▸ YOUR OBJECTIVE
Using the entries that follow, report how many lines contain the word "Every". Only the number is wanted.

▸ EXERCISE MATERIAL
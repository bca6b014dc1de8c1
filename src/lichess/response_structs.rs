//! Response structures for the lichess API endpoints.
//!
//! Every field lichess may omit is an `Option`, so a closed account or a
//! player who never played a category still decodes.

use serde::Deserialize;
use std::fmt;

/// Public profile from `/api/user/{username}`.
#[derive(Deserialize, Debug, Default, Clone)]
#[serde(rename_all = "camelCase")]
pub struct UserPublicData {
    pub username: Option<String>,
    pub play_time: Option<PlayTime>,
    pub count: Option<GameCount>,
    pub perfs: Option<Perfs>,
}

impl fmt::Display for UserPublicData {
    fn fmt(&self, f: &mut fmt::Formatter) -> fmt::Result {
        write!(
            f,
            "username={:?}, play_time={:?}, count={:?}",
            self.username, self.play_time, self.count
        )
    }
}

/// Time spent playing, in seconds.
#[derive(Deserialize, Debug, Default, Clone, PartialEq)]
pub struct PlayTime {
    #[serde(default)]
    pub total: u64,
    #[serde(default)]
    pub tv: u64,
}

/// Aggregate game counters.
#[derive(Deserialize, Debug, Default, Clone, PartialEq)]
pub struct GameCount {
    #[serde(default)]
    pub all: u64,
    #[serde(default)]
    pub win: u64,
    #[serde(default)]
    pub loss: u64,
    #[serde(default)]
    pub draw: u64,
}

/// Per-category performances.
#[derive(Deserialize, Debug, Default, Clone)]
#[serde(rename_all = "camelCase")]
pub struct Perfs {
    pub blitz: Option<GamePerf>,
    pub bullet: Option<GamePerf>,
    pub ultra_bullet: Option<GamePerf>,
    pub rapid: Option<GamePerf>,
    pub classical: Option<GamePerf>,
    pub correspondence: Option<GamePerf>,
    pub puzzle: Option<GamePerf>,
    pub storm: Option<StormPerf>,
}

/// Rating of a game or puzzle category.
#[derive(Deserialize, Debug, Default, Clone, PartialEq)]
pub struct GamePerf {
    pub rating: u32,
    #[serde(default)]
    pub games: u64,
}

/// Puzzle Storm record.
#[derive(Deserialize, Debug, Default, Clone, PartialEq)]
pub struct StormPerf {
    #[serde(default)]
    pub runs: u64,
    #[serde(default)]
    pub score: u64,
}

/// Challenge returned by `/api/challenge/open`.
///
/// The links come either at the top level or inside a nested `challenge`
/// object.
#[derive(Deserialize, Debug, Default, Clone)]
#[serde(rename_all = "camelCase")]
pub struct ChallengeResponse {
    pub id: Option<String>,
    pub url: Option<String>,
    pub url_white: Option<String>,
    pub url_black: Option<String>,
    pub challenge: Option<NestedChallenge>,
}

#[derive(Deserialize, Debug, Default, Clone)]
#[serde(rename_all = "camelCase")]
pub struct NestedChallenge {
    pub url: Option<String>,
    pub url_white: Option<String>,
    pub url_black: Option<String>,
}

impl ChallengeResponse {
    /// Join links for each color, when both are present.
    pub fn color_links(&self) -> Option<(String, String)> {
        let nested = self.challenge.as_ref();
        let white = self
            .url_white
            .clone()
            .or_else(|| nested.and_then(|c| c.url_white.clone()))?;
        let black = self
            .url_black
            .clone()
            .or_else(|| nested.and_then(|c| c.url_black.clone()))?;
        Some((white, black))
    }

    /// Link of the challenge page.
    pub fn game_url(&self) -> Option<String> {
        self.challenge
            .as_ref()
            .and_then(|c| c.url.clone())
            .or_else(|| self.url.clone())
    }
}

impl fmt::Display for ChallengeResponse {
    fn fmt(&self, f: &mut fmt::Formatter) -> fmt::Result {
        write!(f, "id={:?}, url={:?}", self.id, self.game_url())
    }
}
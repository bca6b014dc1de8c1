//! Time controls offered by the `!challenge` selector.

/// Variation selector appended to emoji by some Matrix clients.
const VARIATION_SELECTOR: char = '\u{fe0f}';

/// A time control the issuer can pick for an unrated open challenge.
#[derive(Debug, PartialEq, Eq)]
pub struct TimeControlPreset {
    /// Reaction key selecting this preset
    pub key: &'static str,
    /// Short label, e.g. `3+2 blitz`
    pub label: &'static str,
    pub emoji: &'static str,
    pub description: &'static str,
    pub base_minutes: u32,
    pub increment_seconds: u32,
}

/// Every preset, in the order they are offered.
pub const PRESETS: [TimeControlPreset; 10] = [
    TimeControlPreset {
        key: "1\u{fe0f}\u{20e3}",
        label: "1+0 bullet",
        emoji: "🚀",
        description: "1 minute bullet with no increment",
        base_minutes: 1,
        increment_seconds: 0,
    },
    TimeControlPreset {
        key: "2\u{fe0f}\u{20e3}",
        label: "1+1 bullet",
        emoji: "🚀",
        description: "1 minute + 1 second increment",
        base_minutes: 1,
        increment_seconds: 1,
    },
    TimeControlPreset {
        key: "3\u{fe0f}\u{20e3}",
        label: "2+1 bullet",
        emoji: "🚀",
        description: "2 minutes + 1 second increment",
        base_minutes: 2,
        increment_seconds: 1,
    },
    TimeControlPreset {
        key: "4\u{fe0f}\u{20e3}",
        label: "3+0 blitz",
        emoji: "⚡",
        description: "3 minutes blitz with no increment",
        base_minutes: 3,
        increment_seconds: 0,
    },
    TimeControlPreset {
        key: "5\u{fe0f}\u{20e3}",
        label: "3+2 blitz",
        emoji: "⚡",
        description: "3 minutes + 2 seconds increment",
        base_minutes: 3,
        increment_seconds: 2,
    },
    TimeControlPreset {
        key: "6\u{fe0f}\u{20e3}",
        label: "5+0 blitz",
        emoji: "⚡",
        description: "5 minutes blitz with no increment",
        base_minutes: 5,
        increment_seconds: 0,
    },
    TimeControlPreset {
        key: "7\u{fe0f}\u{20e3}",
        label: "5+3 blitz",
        emoji: "⚡",
        description: "5 minutes + 3 seconds increment",
        base_minutes: 5,
        increment_seconds: 3,
    },
    TimeControlPreset {
        key: "8\u{fe0f}\u{20e3}",
        label: "10+0 rapid",
        emoji: "🕒",
        description: "10 minutes rapid with no increment",
        base_minutes: 10,
        increment_seconds: 0,
    },
    TimeControlPreset {
        key: "9\u{fe0f}\u{20e3}",
        label: "15+10 rapid",
        emoji: "🕒",
        description: "15 minutes + 10 seconds increment",
        base_minutes: 15,
        increment_seconds: 10,
    },
    TimeControlPreset {
        key: "\u{1f51f}",
        label: "30+0 classical",
        emoji: "⏳",
        description: "30 minutes classical with no increment",
        base_minutes: 30,
        increment_seconds: 0,
    },
];

/// Finds the preset selected by a reaction key.
///
/// Keys are compared without variation selectors, clients don't agree on
/// whether to send them.
pub fn find_preset(key: &str) -> Option<&'static TimeControlPreset> {
    let key = normalize(key);
    PRESETS.iter().find(|preset| normalize(preset.key) == key)
}

fn normalize(key: &str) -> String {
    key.chars().filter(|c| *c != VARIATION_SELECTOR).collect()
}

#[cfg(test)]
mod tests {
    use super::*;

    #[test]
    fn test_presets_are_unique() {
        for (i, preset) in PRESETS.iter().enumerate() {
            for other in &PRESETS[i + 1..] {
                assert_ne!(preset.key, other.key);
                assert_ne!(preset.label, other.label);
            }
        }
    }

    #[test]
    fn test_find_preset() {
        let preset = find_preset("5\u{fe0f}\u{20e3}").unwrap();
        assert_eq!(preset.label, "3+2 blitz");
        assert_eq!(preset.base_minutes, 3);
        assert_eq!(preset.increment_seconds, 2);

        let preset = find_preset("\u{1f51f}").unwrap();
        assert_eq!(preset.label, "30+0 classical");
    }

    #[test]
    fn test_find_preset_without_variation_selector() {
        let preset = find_preset("9\u{20e3}").unwrap();
        assert_eq!(preset.label, "15+10 rapid");
    }

    #[test]
    fn test_find_unknown_preset() {
        assert!(find_preset("👍").is_none());
        assert!(find_preset("1").is_none());
        assert!(find_preset("").is_none());
    }
}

▸ YOUR RESPONSE
2